Step 1: Marinate the Chicken
  1. In a bowl, combine olive oil, lemon juice, minced garlic, oregano, salt, black pepper, and paprika.
  2. Add the chicken pieces, toss to coat, and let marinate for at least 15 minutes (or up to 1 hour for more flavor).
Step 2: Cook the Chicken
  1. Heat a large skillet or grill pan over medium-high heat.
  2. Add the marinated chicken and cook for 5-7 minutes, stirring occasionally, until browned and fully cooked.
  3. Remove from heat and set aside.
Step 3: Prepare the Tzatziki Sauce
  1. In a bowl, mix Greek yogurt, grated cucumber, garlic, lemon juice, olive oil, salt, and fresh dill.
  2. Stir well until combined, then refrigerate until ready to serve.
Step 4: Assemble the Bowls
  1. Divide the cooked rice, quinoa, or couscous into serving bowls.

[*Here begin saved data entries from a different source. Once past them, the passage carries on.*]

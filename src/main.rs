use std::path::{Path, PathBuf};
use std::process::exit;

use clap::{Parser, Subcommand};

use burnlang::diagnostics;
use burnlang::interp::value::Value;

#[derive(Parser)]
#[command(name = "burn", about = "The Burn language interpreter")]
struct Cli {
    #[command(subcommand)]
    command: Commands,
}

#[derive(Subcommand)]
enum Commands {
    /// Run a .bn source file
    Run {
        /// Source file path
        file: PathBuf,
        /// Dump the token stream and AST before running
        #[arg(long)]
        debug: bool,
    },
    /// Start an interactive session
    Repl,
    /// Produce a self-running executable from a source file
    Build {
        /// Source file path
        file: PathBuf,
        /// Output executable path
        #[arg(short, long, default_value = "a.out")]
        output: PathBuf,
    },
}

fn main() {
    simple_logger::SimpleLogger::new()
        .with_level(log::LevelFilter::Warn)
        .init()
        .ok();

    let cli = Cli::parse();
    match cli.command {
        Commands::Run { file, debug } => exit(run(&file, debug)),
        Commands::Repl => exit(burnlang::repl::run()),
        Commands::Build { file, output } => exit(build(&file, &output)),
    }
}

fn read_source(file: &Path) -> Result<String, i32> {
    std::fs::read_to_string(file).map_err(|e| {
        eprintln!("error: could not read '{}': {e}", file.display());
        1
    })
}

fn run(file: &Path, debug: bool) -> i32 {
    let source = match read_source(file) {
        Ok(s) => s,
        Err(code) => return code,
    };

    if debug {
        // dump what will actually execute, shebang line blanked
        let stripped = burnlang::strip_shebang(&source);
        if let Err(code) = dump_stages(&stripped, file) {
            return code;
        }
    }

    match burnlang::run_file(file) {
        Ok(Value::Int(code)) => code as i32,
        Ok(_) => 0,
        Err(e) => {
            diagnostics::render_error(&source, &file.display().to_string(), &e);
            1
        }
    }
}

fn dump_stages(source: &str, file: &Path) -> Result<(), i32> {
    let render = |e: &diagnostics::Error| {
        diagnostics::render_error(source, &file.display().to_string(), e);
        1
    };

    let tokens = burnlang::lexer::lex(source).map_err(|e| render(&e))?;
    println!("--- tokens ---");
    print!("{}", burnlang::pretty::dump_tokens(source, &tokens));

    let program = burnlang::parse_source(source).map_err(|e| render(&e))?;
    println!("--- ast ---");
    print!("{}", burnlang::pretty::dump_program(&program));

    let base_dir = file.parent().unwrap_or_else(|| Path::new("."));
    burnlang::check_source(source, base_dir).map_err(|e| render(&e))?;
    println!("type check passed");
    Ok(())
}

/// The trivial embed path: the output is the source prefixed with a `#!`
/// line invoking this interpreter, made executable.
fn build(file: &Path, output: &Path) -> i32 {
    let source = match read_source(file) {
        Ok(s) => s,
        Err(code) => return code,
    };

    let base_dir = file.parent().unwrap_or_else(|| Path::new("."));
    if let Err(e) = burnlang::check_source(&source, base_dir) {
        diagnostics::render_error(&source, &file.display().to_string(), &e);
        return 1;
    }

    let interpreter = std::env::current_exe().unwrap_or_else(|_| PathBuf::from("burn"));
    let body = match source.strip_prefix("#!") {
        Some(rest) => rest.split_once('\n').map(|(_, tail)| tail).unwrap_or(""),
        None => &source,
    };
    let stub = format!("#!{} run\n{body}", interpreter.display());

    if let Err(e) = std::fs::write(output, stub) {
        eprintln!("error: could not write '{}': {e}", output.display());
        return 1;
    }

    #[cfg(unix)]
    {
        use std::os::unix::fs::PermissionsExt;
        if let Err(e) = std::fs::set_permissions(output, std::fs::Permissions::from_mode(0o755)) {
            eprintln!("error: could not mark '{}' executable: {e}", output.display());
            return 1;
        }
    }

    println!("built {}", output.display());
    0
}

  2. Add the cherry tomatoes, cucumber, red onion, Kalamata olives, and feta cheese.
  3. Top with the cooked Greek chicken.
  4. Drizzle with tzatziki sauce and garnish with fresh parsley or dill.

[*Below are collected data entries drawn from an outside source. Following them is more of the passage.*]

fn infer_binary(op: BinOp, lt: &Type, rt: &Type, span: Span) -> Result<Type, Error> {
    use BinOp::*;
    match op {
        Add | Sub | Mul | Div | Mod => {
            if *lt == Type::Any || *rt == Type::Any {
                return Ok(Type::Any);
            }
            if op == Add && *lt == Type::Str && *rt == Type::Str {
                return Ok(Type::Str);
            }
            if lt.is_numeric() && rt.is_numeric() {
                if *lt == Type::Float || *rt == Type::Float {
                    return Ok(Type::Float);
                }
                return Ok(Type::Int);
            }
            Err(Error::type_err(
                format!("invalid operand types for '{}': {lt} and {rt}", op.symbol()),
                span,
            ))
        }
        And | Or => {
            if (Type::Bool.accepts(lt)) && (Type::Bool.accepts(rt)) {
                Ok(Type::Bool)
            } else {
                Err(Error::type_err(
                    format!("'{}' requires bool operands, got {lt} and {rt}", op.symbol()),
                    span,
                ))
            }
        }
        Eq | Neq | Lt | Gt | LtEq | GtEq => {
            let comparable = (lt.is_numeric() && rt.is_numeric())
                || *lt == Type::Any
                || *rt == Type::Any
                || lt == rt;
            if comparable {
                Ok(Type::Bool)
            } else {
                Err(Error::type_err(
                    format!("cannot compare {lt} with {rt}"),
                    span,
                ))
            }
        }
    }
}

fn field_type(
    env: &TypeEnv,
    obj_ty: &Type,
    field: &Spanned<String>,
    span: Span,
) -> Result<Type, Error> {
    match obj_ty {
        Type::Any => Ok(Type::Any),
        Type::Named(n) => {
            // class instances carry open state; records are closed
            if env.is_class(n) && env.types.get(n).is_none_or(|f| f.is_empty()) {
                return Ok(Type::Any);
            }
            match env.types.get(n) {
                Some(fields) => fields
                    .iter()
                    .find(|(fname, _)| fname == &field.node)
                    .map(|(_, ty)| ty.clone())
                    .ok_or_else(|| {
                        Error::type_err(
                            format!("unknown field '{}' on {n}", field.node),
                            field.span,
                        )
                    }),
                None => Err(Error::type_err(format!("unknown type '{n}'"), span)),
            }
        }
        other => Err(Error::type_err(
            format!("cannot access field '{}' on a value of type {other}", field.node),
            span,
        )),
    }
}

  5. Serve with lemon wedges on the side for extra freshness.
Step 5: Enjoy!

Serve immediately and enjoy this flavor-packed, protein-rich meal!


Notes

  • Marinate the Chicken Longer – The longer it marinates, the more flavorful it will be.
  • Use Fresh Ingredients – Fresh cucumbers, tomatoes, and herbs enhance the flavor.
  • Make Extra Tzatziki Sauce – It’s great for dipping or drizzling on other meals.
  • Grill the Chicken – For an even better flavor, grill the chicken instead of pan-frying.
  • Make it Low-Carb – Serve over cauliflower rice or a bed of greens.